▶ **Task statement**
Below are some entries; write out each one of them exactly.

# # # # # # #

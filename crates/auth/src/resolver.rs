//! The single point where a network credential becomes a trusted,
//! tenant-scoped principal.

use std::sync::Arc;

use async_trait::async_trait;
use chrono::{DateTime, Utc};

use jarvis_core::UserId;

use crate::{AuthError, Identity, TokenService, extract_bearer};

/// Live identity lookup backing [`IdentityResolver`].
#[async_trait]
pub trait IdentityDirectory: Send + Sync {
    /// The identity for `user_id`, only if the user is active and belongs to
    /// an active tenant. Inactive and nonexistent users both yield `None`.
    async fn find_active(&self, user_id: UserId) -> Result<Option<Identity>, AuthError>;
}

#[async_trait]
impl<D> IdentityDirectory for Arc<D>
where
    D: IdentityDirectory + ?Sized,
{
    async fn find_active(&self, user_id: UserId) -> Result<Option<Identity>, AuthError> {
        (**self).find_active(user_id).await
    }
}

/// Verifies a bearer token and re-reads the identity it names.
#[derive(Clone)]
pub struct IdentityResolver {
    tokens: Arc<TokenService>,
    directory: Arc<dyn IdentityDirectory>,
}

impl IdentityResolver {
    pub fn new(tokens: Arc<TokenService>, directory: Arc<dyn IdentityDirectory>) -> Self {
        Self { tokens, directory }
    }

    pub fn tokens(&self) -> &TokenService {
        &self.tokens
    }

    /// Resolve from a raw `Authorization` header value.
    pub async fn resolve_header(&self, header: Option<&str>) -> Result<Identity, AuthError> {
        let token = extract_bearer(header).ok_or(AuthError::Unauthenticated)?;
        self.resolve(token).await
    }

    pub async fn resolve(&self, token: &str) -> Result<Identity, AuthError> {
        self.resolve_at(token, Utc::now()).await
    }

    pub async fn resolve_at(&self, token: &str, now: DateTime<Utc>) -> Result<Identity, AuthError> {
        let claims = self.tokens.verify_at(token, now)?;

        let identity = self
            .directory
            .find_active(claims.sub)
            .await?
            .ok_or_else(|| {
                tracing::debug!(user_id = %claims.sub, "token subject not found or inactive");
                AuthError::Unauthenticated
            })?;

        if identity.tenant_id != claims.tenant_id {
            tracing::warn!(
                user_id = %claims.sub,
                token_tenant = %claims.tenant_id,
                "token tenant does not match the identity's tenant"
            );
            return Err(AuthError::Unauthenticated);
        }

        Ok(identity)
    }
}

#[cfg(test)]
mod tests {
    use std::collections::HashMap;
    use std::sync::RwLock;

    use chrono::Duration;
    use jarvis_core::TenantId;

    use super::*;
    use crate::{Role, TokenConfig, TokenRequest};

    #[derive(Default)]
    struct FakeDirectory {
        users: RwLock<HashMap<UserId, (Identity, bool)>>,
    }

    impl FakeDirectory {
        fn insert(&self, identity: Identity, active: bool) {
            self.users
                .write()
                .unwrap()
                .insert(identity.user_id, (identity, active));
        }
    }

    #[async_trait]
    impl IdentityDirectory for FakeDirectory {
        async fn find_active(&self, user_id: UserId) -> Result<Option<Identity>, AuthError> {
            Ok(self
                .users
                .read()
                .unwrap()
                .get(&user_id)
                .filter(|(_, active)| *active)
                .map(|(identity, _)| identity.clone()))
        }
    }

    fn identity(tenant_id: TenantId) -> Identity {
        Identity {
            user_id: UserId::new(),
            tenant_id,
            email: "bia@example.com".to_string(),
            name: "Bia".to_string(),
            role: Role::USER,
        }
    }

    fn setup() -> (IdentityResolver, Arc<TokenService>, Arc<FakeDirectory>) {
        let tokens = Arc::new(TokenService::new(
            &TokenConfig::new("test-secret").with_ttl(Duration::minutes(10)),
        ));
        let directory = Arc::new(FakeDirectory::default());
        let resolver = IdentityResolver::new(tokens.clone(), directory.clone());
        (resolver, tokens, directory)
    }

    fn token_for(tokens: &TokenService, identity: &Identity) -> String {
        tokens
            .issue(TokenRequest {
                subject: identity.user_id,
                tenant_id: identity.tenant_id,
                role: identity.role.clone(),
            })
            .unwrap()
            .token
    }

    #[tokio::test]
    async fn resolves_active_identity_and_its_tenant() {
        let (resolver, tokens, directory) = setup();
        let who = identity(TenantId::new());
        directory.insert(who.clone(), true);

        let header = format!("Bearer {}", token_for(&tokens, &who));
        let resolved = resolver.resolve_header(Some(&header)).await.unwrap();

        assert_eq!(resolved, who);
        assert_eq!(resolved.tenant_context().tenant_id(), who.tenant_id);
    }

    #[tokio::test]
    async fn deactivated_and_unknown_users_look_the_same() {
        let (resolver, tokens, directory) = setup();
        let inactive = identity(TenantId::new());
        directory.insert(inactive.clone(), false);
        let unknown = identity(TenantId::new());

        let a = resolver.resolve(&token_for(&tokens, &inactive)).await;
        let b = resolver.resolve(&token_for(&tokens, &unknown)).await;

        assert_eq!(a, Err(AuthError::Unauthenticated));
        assert_eq!(a, b);
    }

    #[tokio::test]
    async fn tenant_comes_from_directory_not_token() {
        let (resolver, tokens, directory) = setup();
        let who = identity(TenantId::new());
        directory.insert(who.clone(), true);

        // A validly signed token that claims a different tenant.
        let forged = tokens
            .issue(TokenRequest {
                subject: who.user_id,
                tenant_id: TenantId::new(),
                role: Role::ADMIN,
            })
            .unwrap();

        assert_eq!(
            resolver.resolve(&forged.token).await,
            Err(AuthError::Unauthenticated)
        );
    }

    #[tokio::test]
    async fn live_role_wins_over_token_role() {
        let (resolver, tokens, directory) = setup();
        let who = identity(TenantId::new());
        directory.insert(who.clone(), true);

        let stale = tokens
            .issue(TokenRequest {
                subject: who.user_id,
                tenant_id: who.tenant_id,
                role: Role::ADMIN,
            })
            .unwrap();

        let resolved = resolver.resolve(&stale.token).await.unwrap();
        assert_eq!(resolved.role, Role::USER);
    }

    #[tokio::test]
    async fn missing_or_malformed_header_is_unauthenticated() {
        let (resolver, _, _) = setup();
        assert_eq!(resolver.resolve_header(None).await, Err(AuthError::Unauthenticated));
        assert_eq!(
            resolver.resolve_header(Some("Token abc")).await,
            Err(AuthError::Unauthenticated)
        );
    }
}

# # # # # # #

▶ **Task response**
filename crates/auth/src/resolver.rs
//! The single point where a network credential becomes a trusted,
//! tenant-scoped principal.

use std::sync::Arc;

use async_trait::async_trait;
use chrono::{DateTime, Utc};

use jarvis_core::UserId;

use crate::{AuthError, Identity, TokenService, extract_bearer};

/// Live identity lookup backing [`IdentityResolver`].
#[async_trait]
pub trait IdentityDirectory: Send + Sync {
    /// The identity for `user_id`, only if the user is active and belongs to
    /// an active tenant. Inactive and nonexistent users both yield `None`.
    async fn find_active(&self, user_id: UserId) -> Result<Option<Identity>, AuthError>;
}

#[async_trait]
impl<D> IdentityDirectory for Arc<D>
where
    D: IdentityDirectory + ?Sized,
{
    async fn find_active(&self, user_id: UserId) -> Result<Option<Identity>, AuthError> {
        (**self).find_active(user_id).await
    }
}

/// Verifies a bearer token and re-reads the identity it names.
#[derive(Clone)]
pub struct IdentityResolver {
    tokens: Arc<TokenService>,
    directory: Arc<dyn IdentityDirectory>,
}

impl IdentityResolver {
    pub fn new(tokens: Arc<TokenService>, directory: Arc<dyn IdentityDirectory>) -> Self {
        Self { tokens, directory }
    }

    pub fn tokens(&self) -> &TokenService {
        &self.tokens
    }

    /// Resolve from a raw `Authorization` header value.
    pub async fn resolve_header(&self, header: Option<&str>) -> Result<Identity, AuthError> {
        let token = extract_bearer(header).ok_or(AuthError::Unauthenticated)?;
        self.resolve(token).await
    }

    pub async fn resolve(&self, token: &str) -> Result<Identity, AuthError> {
        self.resolve_at(token, Utc::now()).await
    }

    pub async fn resolve_at(&self, token: &str, now: DateTime<Utc>) -> Result<Identity, AuthError> {
        let claims = self.tokens.verify_at(token, now)?;

        let identity = self
            .directory
            .find_active(claims.sub)
            .await?
            .ok_or_else(|| {
                tracing::debug!(user_id = %claims.sub, "token subject not found or inactive");
                AuthError::Unauthenticated
            })?;

        if identity.tenant_id != claims.tenant_id {
            tracing::warn!(
                user_id = %claims.sub,
                token_tenant = %claims.tenant_id,
                "token tenant does not match the identity's tenant"
            );
            return Err(AuthError::Unauthenticated);
        }

        Ok(identity)
    }
}

#[cfg(test)]
mod tests {
    use std::collections::HashMap;
    use std::sync::RwLock;

    use chrono::Duration;
    use jarvis_core::TenantId;

    use super::*;
    use crate::{Role, TokenConfig, TokenRequest};

    #[derive(Default)]
    struct FakeDirectory {
        users: RwLock<HashMap<UserId, (Identity, bool)>>,
    }

    impl FakeDirectory {
        fn insert(&self, identity: Identity, active: bool) {
            self.users
                .write()
                .unwrap()
                .insert(identity.user_id, (identity, active));
        }
    }

    #[async_trait]
    impl IdentityDirectory for FakeDirectory {
        async fn find_active(&self, user_id: UserId) -> Result<Option<Identity>, AuthError> {
            Ok(self
                .users
                .read()
                .unwrap()
                .get(&user_id)
                .filter(|(_, active)| *active)
                .map(|(identity, _)| identity.clone()))
        }
    }

    fn identity(tenant_id: TenantId) -> Identity {
        Identity {
            user_id: UserId::new(),
            tenant_id,
            email: "bia@example.com".to_string(),
            name: "Bia".to_string(),
            role: Role::USER,
        }
    }

    fn setup() -> (IdentityResolver, Arc<TokenService>, Arc<FakeDirectory>) {
        let tokens = Arc::new(TokenService::new(
            &TokenConfig::new("test-secret").with_ttl(Duration::minutes(10)),
        ));
        let directory = Arc::new(FakeDirectory::default());
        let resolver = IdentityResolver::new(tokens.clone(), directory.clone());
        (resolver, tokens, directory)
    }

    fn token_for(tokens: &TokenService, identity: &Identity) -> String {
        tokens
            .issue(TokenRequest {
                subject: identity.user_id,
                tenant_id: identity.tenant_id,
                role: identity.role.clone(),
            })
            .unwrap()
            .token
    }

    #[tokio::test]
    async fn resolves_active_identity_and_its_tenant() {
        let (resolver, tokens, directory) = setup();
        let who = identity(TenantId::new());
        directory.insert(who.clone(), true);

        let header = format!("Bearer {}", token_for(&tokens, &who));
        let resolved = resolver.resolve_header(Some(&header)).await.unwrap();

        assert_eq!(resolved, who);
        assert_eq!(resolved.tenant_context().tenant_id(), who.tenant_id);
    }

    #[tokio::test]
    async fn deactivated_and_unknown_users_look_the_same() {
        let (resolver, tokens, directory) = setup();
        let inactive = identity(TenantId::new());
        directory.insert(inactive.clone(), false);
        let unknown = identity(TenantId::new());

        let a = resolver.resolve(&token_for(&tokens, &inactive)).await;
        let b = resolver.resolve(&token_for(&tokens, &unknown)).await;

        assert_eq!(a, Err(AuthError::Unauthenticated));
        assert_eq!(a, b);
    }

    #[tokio::test]
    async fn tenant_comes_from_directory_not_token() {
        let (resolver, tokens, directory) = setup();
        let who = identity(TenantId::new());
        directory.insert(who.clone(), true);

        // A validly signed token that claims a different tenant.
        let forged = tokens
            .issue(TokenRequest {
                subject: who.user_id,
                tenant_id: TenantId::new(),
                role: Role::ADMIN,
            })
            .unwrap();

        assert_eq!(
            resolver.resolve(&forged.token).await,
            Err(AuthError::Unauthenticated)
        );
    }

    #[tokio::test]
    async fn live_role_wins_over_token_role() {
        let (resolver, tokens, directory) = setup();
        let who = identity(TenantId::new());
        directory.insert(who.clone(), true);

        let stale = tokens
            .issue(TokenRequest {
                subject: who.user_id,
                tenant_id: who.tenant_id,
                role: Role::ADMIN,
            })
            .unwrap();

        let resolved = resolver.resolve(&stale.token).await.unwrap();
        assert_eq!(resolved.role, Role::USER);
    }

    #[tokio::test]
    async fn missing_or_malformed_header_is_unauthenticated() {
        let (resolver, _, _) = setup();
        assert_eq!(resolver.resolve_header(None).await, Err(AuthError::Unauthenticated));
        assert_eq!(
            resolver.resolve_header(Some("Token abc")).await,
            Err(AuthError::Unauthenticated)
        );
    }
}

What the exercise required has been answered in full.